Sorry, I’m getting to the goodness. A couple of years ago I was getting ready to have my second surgery. I was preparing for some time off work, and found out that one of my co-workers had endo too. She was much older than me, but we were still able to bond over our shared experience. Things were of course quite different for her when she was first diagnosed. Technology was different, the amount known about the disease was different, and it was interesting to learn about. But then she mentioned her history of laparoscopies. For her, the scar tissue from the operations was often worse than the endo itself. She ended up having a hysterectomy (complete removal of the uterus).  I’m very happy she found a treatment that helped so much, but I was 21 years old – I was not about to remove my uterus.

Not that she was suggesting that, of course! But it planted a seed of worry and doubt in me. What if this surgery made things worse? What if I was only sick now because of scar tissue from the surgery before?

scared

I didn’t feel better after that surgery. After that, I wondered about scar tissue and sought alternate treatments, eventually getting diagnosed with IBS as well – another illness that’s completely different for each person that has it, but that is commonly found with endo. I vowed to not have one more surgery until I had tried pregnancy – thinking, of course, that I’d have at least 4 or 5 years before I needed a surgery again – oops.

After this last surgery a month ago, I’ve felt so much better that it seems quite silly to have gotten myself so set against surgery. I expressed all kinds of stress and worry to my doctor, and he always said that it was my choice, but he strongly felt it would do more good than harm. He was right.

In fact, (HERE’S THE GOOD NEWS PART, SKIMMERS) in the post-op report he said he was really impressed with how much my body “liked” surgery. He said he’s been doing this a long time, and he rarely sees a body heal itself up quite like mine does. No scar tissue anywhere – everything had healed good as new from the surgeries before.

And that’s not all!

sad5alt4

While it was a blow to see how much endo had adapted to my body and had grown and spread at an unprecedented rate, there was not one speck of it growing in the places where it had been previously removed.

It’s easy to get to feeling depressed about how much my body seems to suck at everything. I’m ashamed that I forgot to mention this small victory. Watching my scars close up and heal has been a good everyday reminder that I have my strengths. I bounce back. I get up. I patch up. I move on.

What is your body good at? Sing me the body electric! Tell me in the comments about your unique talents. And stop telling people what will and won’t help them! Share your story as just that – YOUR story. :)

About rachelmeeks

My name is Rachel Meeks. I have endometriosis, an incurable pain condition, and IBS, a digestive illness. After keeping my illnesses a secret, I started to get upset about how my fellow sick people were being mistreated because of ignorance.
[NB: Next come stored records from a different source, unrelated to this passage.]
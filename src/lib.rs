pub mod chain;
pub mod config;
pub mod error;
pub mod expiry;
pub mod finnhub_client;
pub mod logging;
pub mod models;
pub mod processor;
pub mod scorer;
pub mod selector;
pub mod source;

// Re-exports for convenience
pub use chain::{parse_chain, parse_chain_value};
pub use error::ChainError;
pub use expiry::target_expiration;
pub use finnhub_client::FinnhubClient;
pub use models::{BestOption, OptionContract, OptionType, SymbolReport};
pub use processor::{RunContext, evaluate_symbol, process_all};
pub use scorer::{ScoringWeights, score};
pub use selector::select_best;
pub use source::{OptionChainSource, StubSource};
I knew that I'd need to stand up, make some noise, wear my heart on my sleeve, and admit that I am not well to make a difference.
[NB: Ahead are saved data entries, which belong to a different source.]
pub mod fields;
pub mod shapes;

use crate::error::ChainError;
use crate::expiry::days_between;
use crate::models::{OptionContract, OptionType};
use chrono::NaiveDate;
use fields::{NumericField, TYPE_ALIASES};
use serde_json::{Map, Value};
use shapes::{BLOCK_LISTS, ContractsPayload};
use tracing::debug;

pub use shapes::locate_payload;

/// An expiration block found in the document, contracts not yet parsed
#[derive(Debug, Clone, Copy, PartialEq)]
pub struct ExpirationCandidate<'a> {
    pub expiration: NaiveDate,
    pub payload: ContractsPayload<'a>,
}

/// Parse a raw vendor body into the contracts of the expiration nearest `target`
pub fn parse_chain(raw: &str, target: NaiveDate) -> Result<Vec<OptionContract>, ChainError> {
    let doc: Value = serde_json::from_str(raw)?;
    parse_chain_value(&doc, target)
}

/// Same as [`parse_chain`] for an already decoded document.
///
/// Only a non-object root is an error; every other mismatch is skipped.
pub fn parse_chain_value(doc: &Value, target: NaiveDate) -> Result<Vec<OptionContract>, ChainError> {
    let root = doc.as_object().ok_or_else(|| {
        ChainError::InvalidDocument(format!("expected a JSON object at the root, got {}", kind_of(doc)))
    })?;

    let candidates = collect_candidates(root);

    let Some(chosen) = choose_expiration(&candidates, target) else {
        debug!(%target, "no expiration blocks found");
        return Ok(Vec::new());
    };

    let contracts = extract_contracts(chosen);
    debug!(
        %target,
        chosen = %chosen.expiration,
        candidates = candidates.len(),
        contracts = contracts.len(),
        "parsed option chain"
    );

    Ok(contracts)
}

/// Gather (expiration, payload) pairs from the first block list that yields any
pub fn collect_candidates(root: &Map<String, Value>) -> Vec<ExpirationCandidate<'_>> {
    for list in BLOCK_LISTS {
        let Some(blocks) = list.probe(root) else {
            continue;
        };

        let candidates: Vec<ExpirationCandidate> = blocks
            .iter()
            .filter_map(Value::as_object)
            .filter_map(|block| {
                let expiration = fields::probe_expiration(block)?;
                let payload = locate_payload(block)?;
                Some(ExpirationCandidate { expiration, payload })
            })
            .collect();

        if !candidates.is_empty() {
            return candidates;
        }
    }

    Vec::new()
}

/// Earliest expiration on or after `target`, else the one nearest to it.
/// Ties go to the candidate seen first.
pub fn choose_expiration<'c, 'a>(
    candidates: &'c [ExpirationCandidate<'a>],
    target: NaiveDate,
) -> Option<&'c ExpirationCandidate<'a>> {
    candidates
        .iter()
        .filter(|c| c.expiration >= target)
        .min_by_key(|c| c.expiration)
        .or_else(|| {
            candidates
                .iter()
                .min_by_key(|c| days_between(c.expiration, target))
        })
}

/// Normalize every usable contract of the chosen candidate
pub fn extract_contracts(candidate: &ExpirationCandidate) -> Vec<OptionContract> {
    candidate
        .payload
        .entries()
        .into_iter()
        .filter_map(|(inferred, entry)| build_contract(entry, inferred, candidate.expiration))
        .collect()
}

fn build_contract(
    entry: &Map<String, Value>,
    inferred: Option<OptionType>,
    expiration: NaiveDate,
) -> Option<OptionContract> {
    let option_type = match inferred {
        Some(option_type) => option_type,
        None => OptionType::from_label(fields::probe_text(entry, TYPE_ALIASES)?)?,
    };

    let contract = OptionContract {
        option_type,
        expiration,
        strike: NumericField::Strike.read(entry),
        bid: NumericField::Bid.read(entry),
        ask: NumericField::Ask.read(entry),
        delta: NumericField::Delta.read(entry),
        gamma: NumericField::Gamma.read(entry),
        vega: NumericField::Vega.read(entry),
        theta: NumericField::Theta.read(entry),
        implied_volatility: NumericField::ImpliedVolatility.read(entry),
        score: None,
    };

    (!contract.carries_no_signal()).then_some(contract)
}

fn kind_of(value: &Value) -> &'static str {
    match value {
        Value::Null => "null",
        Value::Bool(_) => "a boolean",
        Value::Number(_) => "a number",
        Value::String(_) => "a string",
        Value::Array(_) => "an array",
        Value::Object(_) => "an object",
    }
}

#[cfg(test)]
mod tests {
    use super::*;
    use serde_json::json;

    fn date(y: i32, m: u32, d: u32) -> NaiveDate {
        NaiveDate::from_ymd_opt(y, m, d).unwrap()
    }

    fn candidates_for(dates: &[NaiveDate]) -> Vec<ExpirationCandidate<'static>> {
        dates
            .iter()
            .map(|&expiration| ExpirationCandidate {
                expiration,
                payload: ContractsPayload::Mixed(&[]),
            })
            .collect()
    }

    #[test]
    fn test_choose_earliest_on_or_after_target() {
        let target = date(2026, 1, 16);
        let candidates = candidates_for(&[
            date(2025, 12, 19),
            date(2026, 2, 20),
            date(2026, 1, 23),
            date(2026, 1, 9),
        ]);

        let chosen = choose_expiration(&candidates, target).unwrap();
        assert_eq!(chosen.expiration, date(2026, 1, 23));
    }

    #[test]
    fn test_choose_exact_target() {
        let target = date(2026, 1, 16);
        let candidates = candidates_for(&[date(2026, 2, 20), date(2026, 1, 16)]);

        assert_eq!(choose_expiration(&candidates, target).unwrap().expiration, target);
    }

    #[test]
    fn test_choose_nearest_when_all_before_target() {
        let target = date(2026, 1, 16);
        let candidates = candidates_for(&[date(2025, 11, 21), date(2026, 1, 2), date(2025, 12, 19)]);

        let chosen = choose_expiration(&candidates, target).unwrap();
        assert_eq!(chosen.expiration, date(2026, 1, 2));
    }

    #[test]
    fn test_choose_none_without_candidates() {
        assert!(choose_expiration(&[], date(2026, 1, 16)).is_none());
    }

    #[test]
    fn test_build_contract_type_field() {
        let exp = date(2026, 1, 16);
        let doc = json!({ "contractType": "call", "strike": 100 });
        let contract = build_contract(doc.as_object().unwrap(), None, exp).unwrap();
        assert_eq!(contract.option_type, OptionType::Call);

        // "type" is present as a string, so "contractType" is never consulted
        let doc = json!({ "type": "straddle", "contractType": "PUT", "strike": 100 });
        assert!(build_contract(doc.as_object().unwrap(), None, exp).is_none());

        let doc = json!({ "strike": 100 });
        assert!(build_contract(doc.as_object().unwrap(), None, exp).is_none());
    }

    #[test]
    fn test_build_contract_label_overrides_type_field() {
        let doc = json!({ "type": "PUT", "delta": 0.4 });
        let contract =
            build_contract(doc.as_object().unwrap(), Some(OptionType::Call), date(2026, 1, 16)).unwrap();
        assert_eq!(contract.option_type, OptionType::Call);
    }

    #[test]
    fn test_build_contract_bid_ask_alone_is_no_signal() {
        let doc = json!({ "type": "CALL", "bid": 1.0, "ask": 1.2 });
        assert!(build_contract(doc.as_object().unwrap(), None, date(2026, 1, 16)).is_none());
    }

    #[test]
    fn test_non_object_root_is_invalid() {
        let err = parse_chain_value(&json!([1, 2, 3]), date(2026, 1, 16)).unwrap_err();
        assert!(matches!(err, ChainError::InvalidDocument(_)));
    }
}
8 responses to “One Thing My Body is Good At

  1. Yoshiko

    You have an amazing body. Hmm, I wonder and think what my body is good in

  2. Ummm, kinda not sure what my body is good at. Developing new allergies, maybe? Also, gaining weight in my butt. I wish my body were not so good at these things. But I am glad you are healing, and I can’t believe it’s been a month. My body also liked the surgery better than the drugs.

    • A lot of people would kill to gain weight in the butt. ;) Also, to be fair, my body’s hidden talents would never have manifested itself if I didn’t need multiple surgeries, which makes the talents less than impressive. :/

  3. Sorry people are so negative! Guess we people think that whatever it is that helps or doesn’t help us is super good or bad! Narrow view, eh?! Glad the surgeries keep away the old endo lesions. Wish new lesions would stop! Despite GI, food intolerance, headache-ish type symptoms, my immune system rocks pretty well!

  4. Lindsay

    sometimes it really is amazing what our bodies can do! great job, rachel’s body!